Дневник - Витольд Гомбрович
Шрифт:
Интервал:
Закладка:
Как все это понимать? Я уже убедился, что в Сантьяго все может иметь двойной смысл — и крайней невинности, и крайней распущенности; и я не удивлюсь, если услышанные мной слова вдруг окажутся просто шуткой в разговоре школьников. Но не исключено и нечто более извращенное. Не исключена та самая архиизвращенность, в которой при том, что все сказанное — правда, слова тем не менее невинны… а в таком случае самая большая скандальность как раз и состояла бы в самой совершенной невинности. Этот пятнадцатилетний чанго был, по-видимому, из «приличной семьи», его глаза так и лучились здоровьем, добродушием и весельем, и говорил он не развратно, а с глубокой убежденностью человека, защищающего справедливость. Впрочем, он смеялся… ох уж этот здешний смех, хоть и не заливистый, но какой-то завлекающий…

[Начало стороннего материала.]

// -----------------------------------------------------------------------------
//  Unit Tests
// -----------------------------------------------------------------------------
#[cfg(test)]
mod tests {
    use super::*;
    use crate::types::{AssignmentId, OrderRequest};

    fn new_book() -> (OrderBook, Arc<IdGenerator>) {
        let ids = Arc::new(IdGenerator::new());
        (OrderBook::new(Commodity::new("small"), ids.clone()), ids)
    }

    // Helper to create an order with less boilerplate.
    fn new_order(
        ids: &IdGenerator,
        owner: TraderId,
        direction: Direction,
        price: f64,
        volume: u64,
        timestamp: u64,
    ) -> Order {
        Order::new(
            ids.next_order_id(),
            OrderRequest {
                owner,
                assignment: AssignmentId(owner as u64),
                commodity: Commodity::new("small"),
                direction,
                price,
                volume,
                timestamp,
            },
        )
        .unwrap()
    }

    fn assert_not_crossed(book: &OrderBook) {
        if let (Some(bid), Some(ask)) = (book.best_bid(), book.best_ask()) {
            assert!(bid.price() < ask.price(), "book is crossed: {} >= {}", bid.price(), ask.price());
        }
    }

    #[test]
    fn test_add_simple_limit_order() {
        let (mut book, ids) = new_book();
        let order = new_order(&ids, 1, Direction::Buy, 100.0, 50, 0);
        let id = order.id();

        let trades = book.add_order(order);

        assert!(trades.is_empty());
        assert_eq!(book.best_bid().map(|o| o.id()), Some(id));
        assert!(book.is_empty_asks());
        assert_eq!(book.depth(Direction::Buy), vec![PriceVolumeTuple::new(100.0, 50)]);
    }

    #[test]
    fn test_marketable_order_trades_at_resting_price() {
        let (mut book, ids) = new_book();
        book.add_order(new_order(&ids, 1, Direction::Sell, 100.0, 50, 0));

        let trades = book.add_order(new_order(&ids, 2, Direction::Buy, 101.0, 30, 1));

        assert_eq!(trades.len(), 1);
        assert_eq!(trades[0].price(), 100.0, "maker sets the price");
        assert_eq!(trades[0].volume(), 30);
        assert_eq!(trades[0].buy_order().owner(), 2);
        assert_eq!(trades[0].sell_order().owner(), 1);
        assert_eq!(book.depth(Direction::Sell), vec![PriceVolumeTuple::new(100.0, 20)]);
        assert!(book.is_empty_bids(), "fully filled taker must not rest");
        assert_eq!(book.last_trade_price(), Some(100.0));
    }

    #[test]
    fn test_partial_fill_rests_remainder() {
        let (mut book, ids) = new_book();
        book.add_order(new_order(&ids, 1, Direction::Sell, 100.0, 30, 0));
        let taker = new_order(&ids, 2, Direction::Buy, 101.0, 50, 1);
        let taker_id = taker.id();

        let trades = book.add_order(taker);

        assert_eq!(trades.len(), 1);
        assert_eq!(trades[0].volume(), 30);
        assert!(book.is_empty_asks());
        let bid = book.best_bid().unwrap();
        assert_eq!(bid.id(), taker_id, "the remainder keeps the original id");
        assert_eq!(bid.volume(), 20);
        assert_eq!(bid.price(), 101.0);
        assert_not_crossed(&book);
    }

    #[test]
    fn test_sweep_across_levels() {
        let (mut book, ids) = new_book();
        book.add_order(new_order(&ids, 1, Direction::Sell, 100.0, 10, 0));
        book.add_order(new_order(&ids, 1, Direction::Sell, 101.0, 10, 1));
        book.add_order(new_order(&ids, 1, Direction::Sell, 105.0, 10, 2));

        let trades = book.add_order(new_order(&ids, 2, Direction::Buy, 102.0, 25, 3));

        let prices: Vec<f64> = trades.iter().map(|t| t.price()).collect();
        assert_eq!(prices, vec![100.0, 101.0]);
        assert_eq!(book.best_bid().map(|o| o.volume()), Some(5));
        assert_eq!(book.best_ask().map(|o| o.price()), Some(105.0));
        assert_not_crossed(&book);
    }

    #[test]
    fn test_price_time_priority() {
        let (mut book, ids) = new_book();
        let low = new_order(&ids, 1, Direction::Buy, 99.0, 5, 0);
        let early = new_order(&ids, 2, Direction::Buy, 100.0, 5, 1);
        let late = new_order(&ids, 3, Direction::Buy, 100.0, 5, 2);
        book.add_order(late);
        book.add_order(low);
        book.add_order(early);

        let first = book.add_order(new_order(&ids, 9, Direction::Sell, 90.0, 5, 3));
        let second = book.add_order(new_order(&ids, 9, Direction::Sell, 90.0, 5, 4));
        let third = book.add_order(new_order(&ids, 9, Direction::Sell, 90.0, 5, 5));

        assert_eq!(first[0].buy_order().owner(), 2, "earlier of the best price first");
        assert_eq!(second[0].buy_order().owner(), 3);
        assert_eq!(third[0].buy_order().owner(), 1, "lower price last");
        assert_eq!(third[0].price(), 99.0);
    }

    #[test]
    fn test_split_event_precedes_trade() {
        let (mut book, ids) = new_book();
        let resting = new_order(&ids, 1, Direction::Sell, 10.0, 8, 0);
        let resting_id = resting.id();
        book.add_order(resting);
        book.drain_events();

        book.add_order(new_order(&ids, 2, Direction::Buy, 10.0, 3, 1));
        let events = book.drain_events();

        assert_eq!(events.len(), 3);
        match &events[0] {
            BookEvent::Split { owner, original, fragment } => {
                assert_eq!(*owner, 1);
                assert_eq!(*original, resting_id);
                assert_eq!(fragment.volume(), 3);
            }
            other => panic!("expected split, got {:?}", other),
        }
        match &events[1] {
            BookEvent::Trade(trade) => assert_eq!(trade.volume(), 3),
            other => panic!("expected trade, got {:?}", other),
        }
        match &events[2] {
            BookEvent::Update(update) => {
                assert!(update.executed());
                assert_eq!(update.direction, Direction::Buy);
            }
            other => panic!("expected update, got {:?}", other),
        }
        assert_eq!(book.best_ask().map(|o| (o.id(), o.volume())), Some((resting_id, 5)));
    }

    #[test]
    fn test_cancel_order_simple() {
        let (mut book, ids) = new_book();
        let order = new_order(&ids, 1, Direction::Buy, 100.0, 50, 0);
        let id = order.id();
        book.add_order(order);

        assert!(book.cancel_order(id));
        assert!(book.is_empty_bids());
        assert!(!book.cancel_order(id), "second cancel reports the order is gone");

        let kinds: Vec<BookUpdateKind> = book
            .drain_events()
            .into_iter()
            .filter_map(|e| match e {
                BookEvent::Update(u) => Some(u.kind),
                _ => None,
            })
            .collect();
        assert_eq!(kinds, vec![BookUpdateKind::Accepted, BookUpdateKind::Cancelled]);
    }

    #[test]
    fn test_rejects_foreign_commodity() {
        let (mut book, ids) = new_book();
        let order = Order::new(
            ids.next_order_id(),
            OrderRequest {
                owner: 1,
                assignment: AssignmentId(1),
                commodity: Commodity::new("large"),
                direction: Direction::Buy,
                price: 10.0,
                volume: 1,
                timestamp: 0,
            },
        )
        .unwrap();
        assert!(book.add_order(order).is_empty());
        assert!(book.is_empty());
        assert!(!book.has_pending_events());
    }

    #[test]
    fn test_subscription_is_ordered_and_unique() {
        let (mut book, _) = new_book();
        assert!(book.subscribe(3));
        assert!(book.subscribe(1));
        assert!(!book.subscribe(3));
        assert_eq!(book.subscribers(), &[3, 1]);
        assert!(book.unsubscribe(3));
        assert!(!book.unsubscribe(3));
        assert_eq!(book.subscribers(), &[1]);
    }

    #[test]
    fn test_random_flow_never_leaves_book_crossed() {
        use rand::rngs::StdRng;
        use rand::{Rng, SeedableRng};

        let (mut book, ids) = new_book();
        let mut rng = StdRng::seed_from_u64(7);
        for t in 0..2_000 {
            let direction = if rng.gen_bool(0.5) { Direction::Buy } else { Direction::Sell };
            let price = rng.gen_range(90..=110) as f64;
            let volume = rng.gen_range(1..=20);
            let order = new_order(&ids, rng.gen_range(0..10), direction, price, volume, t);
            for trade in book.add_order(order) {
                assert!(trade.volume() > 0);
                assert_eq!(trade.buy_order().volume(), trade.volume());
                assert_eq!(trade.sell_order().volume(), trade.volume());
            }
            assert_not_crossed(&book);
        }
    }
}
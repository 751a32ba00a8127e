// src/bin/run_market.rs

//! Headless market runner.
//!
//! Prints one report line per trader when the run ends: CSV by default,
//! JSON lines with `--json`. Logs go to stderr; filter them with `RUST_LOG`.

use clap::Parser;
use cloud_market::{Market, REPORT_HEADER, SimulationConfig};
use std::path::PathBuf;
use std::process::ExitCode;
use tracing::{error, info};
use tracing_subscriber::{layer::SubscriberExt, util::SubscriberInitExt};

#[derive(Parser)]
#[command(name = "run_market")]
#[command(about = "Run a continuous double-auction compute market", long_about = None)]
struct Cli {
    /// JSON configuration file; built-in defaults when omitted
    #[arg(short, long)]
    config: Option<PathBuf>,

    /// Override the number of ticks to run
    #[arg(short, long)]
    ticks: Option<u64>,

    /// Override the random seed
    #[arg(short, long)]
    seed: Option<u64>,

    /// Emit reports as JSON lines instead of CSV
    #[arg(long)]
    json: bool,
}

fn main() -> ExitCode {
    tracing_subscriber::registry()
        .with(
            tracing_subscriber::EnvFilter::try_from_default_env()
                .unwrap_or_else(|_| "info".into()),
        )
        .with(tracing_subscriber::fmt::layer().with_writer(std::io::stderr))
        .init();

    let cli = Cli::parse();

    let mut config = match &cli.config {
        Some(path) => match SimulationConfig::from_path(path) {
            Ok(config) => config,
            Err(e) => {
                error!(path = %path.display(), error = %e, "bad configuration");
                return ExitCode::FAILURE;
            }
        },
        None => SimulationConfig::default(),
    };
    if let Some(seed) = cli.seed {
        config.seed = seed;
    }
    let ticks = cli.ticks.unwrap_or(config.ticks);

    let mut market = match Market::new(config) {
        Ok(market) => market,
        Err(e) => {
            error!(error = %e, "could not build market");
            return ExitCode::FAILURE;
        }
    };

    market.run(ticks);
    info!(ticks, trades = market.trades().len(), "run finished");
    for commodity in market.exchange().commodities() {
        match market.equilibrium(commodity) {
            Some(eq) => info!(%commodity, price = eq.price, volume = eq.volume, "open-assignment equilibrium"),
            None => info!(%commodity, "no equilibrium among open assignments"),
        }
    }

    if cli.json {
        for report in market.reports() {
            match serde_json::to_string(&report) {
                Ok(line) => println!("{}", line),
                Err(e) => error!(error = %e, "could not serialise report"),
            }
        }
    } else {
        println!("{}", REPORT_HEADER);
        for report in market.reports() {
            println!("{}", report);
        }
    }
    ExitCode::SUCCESS
}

Лицо худое, подвижное, колоритное, смешливое… Не поддаюсь ли я иллюзии несуществующего порока? Трудно хоть что-нибудь понять… здесь все вдруг становится дремучим лесом, по которому я блуждаю…
Вот девочка, совсем подросток, идет под ручку с солдатом 18-го пехотного полка.
Другой чангито через пять минут знакомства со мной стал рассказывать, как недавно умирал его отец, — и если он делал это (как могло показаться), дабы развлечь меня интересной историей, значит, он славный и приветливый мальчик… убеждаюсь в то же время, что он — чудовище…
Чудовище?
Прозрачный, многоцветный и ослепительный солнечный свет везде — в пятнах между деревьями, в световых струях и каскадах между стенами и кронами деревьев. Доброта Сантьяго. Добродушие. Спокойное, улыбчивое. Восемь детишек и три собаки под пальмой. Дамочки заняты покупками. Деревья, покрытые фиолетовыми или красными цветами, выглядывают из-за стеночек, а посреди проезжей части движется мотороллер. Эти добрые взгляды индейских глаз. Стада велосипедов. Солнце заходит. Улицы скрываются за далеким пейзажем темной зелени.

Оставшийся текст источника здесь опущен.